↓

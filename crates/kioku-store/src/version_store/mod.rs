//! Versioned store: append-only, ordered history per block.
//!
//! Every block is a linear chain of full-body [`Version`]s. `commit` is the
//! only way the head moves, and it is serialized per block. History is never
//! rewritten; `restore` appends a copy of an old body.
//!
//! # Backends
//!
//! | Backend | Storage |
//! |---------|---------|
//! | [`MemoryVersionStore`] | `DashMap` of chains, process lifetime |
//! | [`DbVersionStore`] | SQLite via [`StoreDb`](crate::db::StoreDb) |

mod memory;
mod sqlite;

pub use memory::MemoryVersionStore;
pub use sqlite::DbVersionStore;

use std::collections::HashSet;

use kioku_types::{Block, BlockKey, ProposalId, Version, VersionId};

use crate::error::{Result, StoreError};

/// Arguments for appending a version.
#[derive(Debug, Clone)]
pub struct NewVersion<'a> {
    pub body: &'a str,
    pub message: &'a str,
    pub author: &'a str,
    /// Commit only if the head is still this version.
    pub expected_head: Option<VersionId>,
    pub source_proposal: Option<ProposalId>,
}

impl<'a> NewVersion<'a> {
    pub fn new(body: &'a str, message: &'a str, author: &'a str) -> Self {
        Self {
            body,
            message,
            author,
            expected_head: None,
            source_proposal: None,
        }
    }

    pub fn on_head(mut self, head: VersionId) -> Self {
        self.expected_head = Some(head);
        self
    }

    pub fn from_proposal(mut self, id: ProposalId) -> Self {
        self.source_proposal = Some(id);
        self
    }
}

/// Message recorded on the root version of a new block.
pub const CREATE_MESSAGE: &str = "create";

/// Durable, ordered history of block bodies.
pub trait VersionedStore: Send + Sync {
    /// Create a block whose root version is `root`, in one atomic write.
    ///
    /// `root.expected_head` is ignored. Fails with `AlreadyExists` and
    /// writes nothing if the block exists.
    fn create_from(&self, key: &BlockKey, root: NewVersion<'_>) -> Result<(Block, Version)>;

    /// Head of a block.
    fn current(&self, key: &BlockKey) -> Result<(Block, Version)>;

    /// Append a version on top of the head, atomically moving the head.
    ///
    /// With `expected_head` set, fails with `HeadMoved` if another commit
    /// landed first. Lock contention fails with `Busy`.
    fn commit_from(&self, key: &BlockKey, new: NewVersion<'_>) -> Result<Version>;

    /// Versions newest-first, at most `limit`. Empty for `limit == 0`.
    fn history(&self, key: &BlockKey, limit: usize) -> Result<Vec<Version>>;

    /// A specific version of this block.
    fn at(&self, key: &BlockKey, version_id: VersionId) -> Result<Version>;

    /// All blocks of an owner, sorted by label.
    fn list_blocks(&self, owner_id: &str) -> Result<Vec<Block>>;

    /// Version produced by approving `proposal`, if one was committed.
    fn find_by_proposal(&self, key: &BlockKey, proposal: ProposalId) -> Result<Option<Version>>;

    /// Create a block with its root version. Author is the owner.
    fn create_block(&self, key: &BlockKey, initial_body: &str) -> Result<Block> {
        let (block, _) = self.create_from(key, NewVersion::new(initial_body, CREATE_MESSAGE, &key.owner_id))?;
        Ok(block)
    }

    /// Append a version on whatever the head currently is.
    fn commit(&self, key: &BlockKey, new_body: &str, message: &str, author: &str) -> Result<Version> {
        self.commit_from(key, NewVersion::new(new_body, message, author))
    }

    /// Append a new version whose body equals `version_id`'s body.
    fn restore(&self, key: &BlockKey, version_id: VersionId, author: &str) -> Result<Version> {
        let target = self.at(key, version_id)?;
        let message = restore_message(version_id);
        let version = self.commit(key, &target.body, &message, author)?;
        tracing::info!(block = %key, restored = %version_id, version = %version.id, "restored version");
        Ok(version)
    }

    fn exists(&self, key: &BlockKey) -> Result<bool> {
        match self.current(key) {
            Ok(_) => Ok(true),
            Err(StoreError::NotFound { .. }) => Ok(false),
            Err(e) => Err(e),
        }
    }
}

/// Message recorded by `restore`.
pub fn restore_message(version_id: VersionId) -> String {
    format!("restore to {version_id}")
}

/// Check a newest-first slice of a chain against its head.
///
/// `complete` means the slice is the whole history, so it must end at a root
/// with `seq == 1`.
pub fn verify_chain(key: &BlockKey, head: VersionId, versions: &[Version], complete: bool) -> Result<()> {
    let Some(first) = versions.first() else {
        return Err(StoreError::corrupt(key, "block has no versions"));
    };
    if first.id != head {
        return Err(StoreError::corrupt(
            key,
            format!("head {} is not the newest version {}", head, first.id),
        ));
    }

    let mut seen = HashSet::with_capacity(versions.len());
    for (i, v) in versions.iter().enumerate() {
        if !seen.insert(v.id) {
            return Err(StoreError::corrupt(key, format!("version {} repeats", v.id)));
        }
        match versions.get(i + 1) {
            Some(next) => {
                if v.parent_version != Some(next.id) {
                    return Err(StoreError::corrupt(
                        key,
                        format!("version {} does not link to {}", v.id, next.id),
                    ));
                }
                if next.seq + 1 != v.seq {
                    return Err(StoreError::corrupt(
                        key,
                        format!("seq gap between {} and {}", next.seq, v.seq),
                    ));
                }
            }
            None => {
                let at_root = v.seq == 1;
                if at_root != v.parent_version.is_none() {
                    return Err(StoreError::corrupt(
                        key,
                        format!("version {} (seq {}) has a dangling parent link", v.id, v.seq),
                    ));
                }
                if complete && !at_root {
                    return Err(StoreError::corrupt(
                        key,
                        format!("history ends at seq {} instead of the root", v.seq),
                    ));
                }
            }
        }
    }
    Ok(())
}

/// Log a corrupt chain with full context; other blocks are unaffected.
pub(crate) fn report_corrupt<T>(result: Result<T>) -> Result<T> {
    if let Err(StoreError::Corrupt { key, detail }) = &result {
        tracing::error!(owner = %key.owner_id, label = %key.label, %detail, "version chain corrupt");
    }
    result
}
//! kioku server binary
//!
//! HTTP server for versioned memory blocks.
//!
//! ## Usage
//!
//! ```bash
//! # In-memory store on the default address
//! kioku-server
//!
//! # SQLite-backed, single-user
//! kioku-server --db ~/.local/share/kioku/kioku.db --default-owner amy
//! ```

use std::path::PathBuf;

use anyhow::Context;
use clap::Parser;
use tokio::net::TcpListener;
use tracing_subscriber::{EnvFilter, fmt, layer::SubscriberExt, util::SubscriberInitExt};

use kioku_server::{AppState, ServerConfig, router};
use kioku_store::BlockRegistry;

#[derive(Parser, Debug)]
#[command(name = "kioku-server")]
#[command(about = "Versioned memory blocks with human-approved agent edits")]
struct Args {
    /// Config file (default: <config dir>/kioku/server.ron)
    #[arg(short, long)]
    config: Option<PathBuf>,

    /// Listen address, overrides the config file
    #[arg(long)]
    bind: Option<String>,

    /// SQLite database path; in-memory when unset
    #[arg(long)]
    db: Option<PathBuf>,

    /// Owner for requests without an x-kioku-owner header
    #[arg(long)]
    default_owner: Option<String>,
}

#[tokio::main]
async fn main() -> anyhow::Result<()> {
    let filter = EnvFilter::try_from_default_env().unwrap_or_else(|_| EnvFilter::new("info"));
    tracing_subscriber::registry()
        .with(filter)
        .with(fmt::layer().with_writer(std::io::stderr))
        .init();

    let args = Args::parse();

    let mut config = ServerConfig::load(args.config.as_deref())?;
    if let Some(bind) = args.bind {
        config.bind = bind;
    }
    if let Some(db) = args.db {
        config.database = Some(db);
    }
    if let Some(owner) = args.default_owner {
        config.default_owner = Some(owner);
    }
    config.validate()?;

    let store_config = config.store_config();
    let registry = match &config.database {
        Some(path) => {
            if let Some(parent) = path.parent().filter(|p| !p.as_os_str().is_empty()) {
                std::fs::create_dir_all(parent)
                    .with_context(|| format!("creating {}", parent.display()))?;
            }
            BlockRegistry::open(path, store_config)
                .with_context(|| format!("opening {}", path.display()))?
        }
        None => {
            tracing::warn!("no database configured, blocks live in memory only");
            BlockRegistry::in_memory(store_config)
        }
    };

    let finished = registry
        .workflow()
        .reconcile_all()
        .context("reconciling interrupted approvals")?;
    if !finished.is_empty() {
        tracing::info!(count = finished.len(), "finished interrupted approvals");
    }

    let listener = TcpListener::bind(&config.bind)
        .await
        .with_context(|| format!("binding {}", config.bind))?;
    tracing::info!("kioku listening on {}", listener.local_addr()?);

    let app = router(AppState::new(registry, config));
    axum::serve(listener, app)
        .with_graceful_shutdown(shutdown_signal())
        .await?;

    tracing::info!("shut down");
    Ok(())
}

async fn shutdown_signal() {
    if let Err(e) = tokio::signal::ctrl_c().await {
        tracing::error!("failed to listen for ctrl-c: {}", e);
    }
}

↑
↓

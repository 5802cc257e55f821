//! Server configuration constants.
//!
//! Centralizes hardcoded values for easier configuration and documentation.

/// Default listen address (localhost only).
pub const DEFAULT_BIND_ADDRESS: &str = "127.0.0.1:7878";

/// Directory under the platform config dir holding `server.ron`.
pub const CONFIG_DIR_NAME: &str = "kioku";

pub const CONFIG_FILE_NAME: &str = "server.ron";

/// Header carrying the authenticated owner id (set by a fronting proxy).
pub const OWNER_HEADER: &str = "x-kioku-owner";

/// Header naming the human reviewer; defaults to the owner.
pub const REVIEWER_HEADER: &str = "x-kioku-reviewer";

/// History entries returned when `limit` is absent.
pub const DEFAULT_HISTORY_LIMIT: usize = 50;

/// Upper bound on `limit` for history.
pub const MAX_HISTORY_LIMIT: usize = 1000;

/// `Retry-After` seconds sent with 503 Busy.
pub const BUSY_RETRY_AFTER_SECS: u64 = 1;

↑

Above this task is a listing. Restate, word for word and with nothing added, the lines from the one with "sorted by label." through the one with "let Some(first) = versions.first()".

▶ [Answer section]
    /// All blocks of an owner, sorted by label.
    fn list_blocks(&self, owner_id: &str) -> Result<Vec<Block>>;

    /// Version produced by approving `proposal`, if one was committed.
    fn find_by_proposal(&self, key: &BlockKey, proposal: ProposalId) -> Result<Option<Version>>;

    /// Create a block with its root version. Author is the owner.
    fn create_block(&self, key: &BlockKey, initial_body: &str) -> Result<Block> {
        let (block, _) = self.create_from(key, NewVersion::new(initial_body, CREATE_MESSAGE, &key.owner_id))?;
        Ok(block)
    }

    /// Append a version on whatever the head currently is.
    fn commit(&self, key: &BlockKey, new_body: &str, message: &str, author: &str) -> Result<Version> {
        self.commit_from(key, NewVersion::new(new_body, message, author))
    }

    /// Append a new version whose body equals `version_id`'s body.
    fn restore(&self, key: &BlockKey, version_id: VersionId, author: &str) -> Result<Version> {
        let target = self.at(key, version_id)?;
        let message = restore_message(version_id);
        let version = self.commit(key, &target.body, &message, author)?;
        tracing::info!(block = %key, restored = %version_id, version = %version.id, "restored version");
        Ok(version)
    }

    fn exists(&self, key: &BlockKey) -> Result<bool> {
        match self.current(key) {
            Ok(_) => Ok(true),
            Err(StoreError::NotFound { .. }) => Ok(false),
            Err(e) => Err(e),
        }
    }
}

/// Message recorded by `restore`.
pub fn restore_message(version_id: VersionId) -> String {
    format!("restore to {version_id}")
}

/// Check a newest-first slice of a chain against its head.
///
/// `complete` means the slice is the whole history, so it must end at a root
/// with `seq == 1`.
pub fn verify_chain(key: &BlockKey, head: VersionId, versions: &[Version], complete: bool) -> Result<()> {
    let Some(first) = versions.first() else {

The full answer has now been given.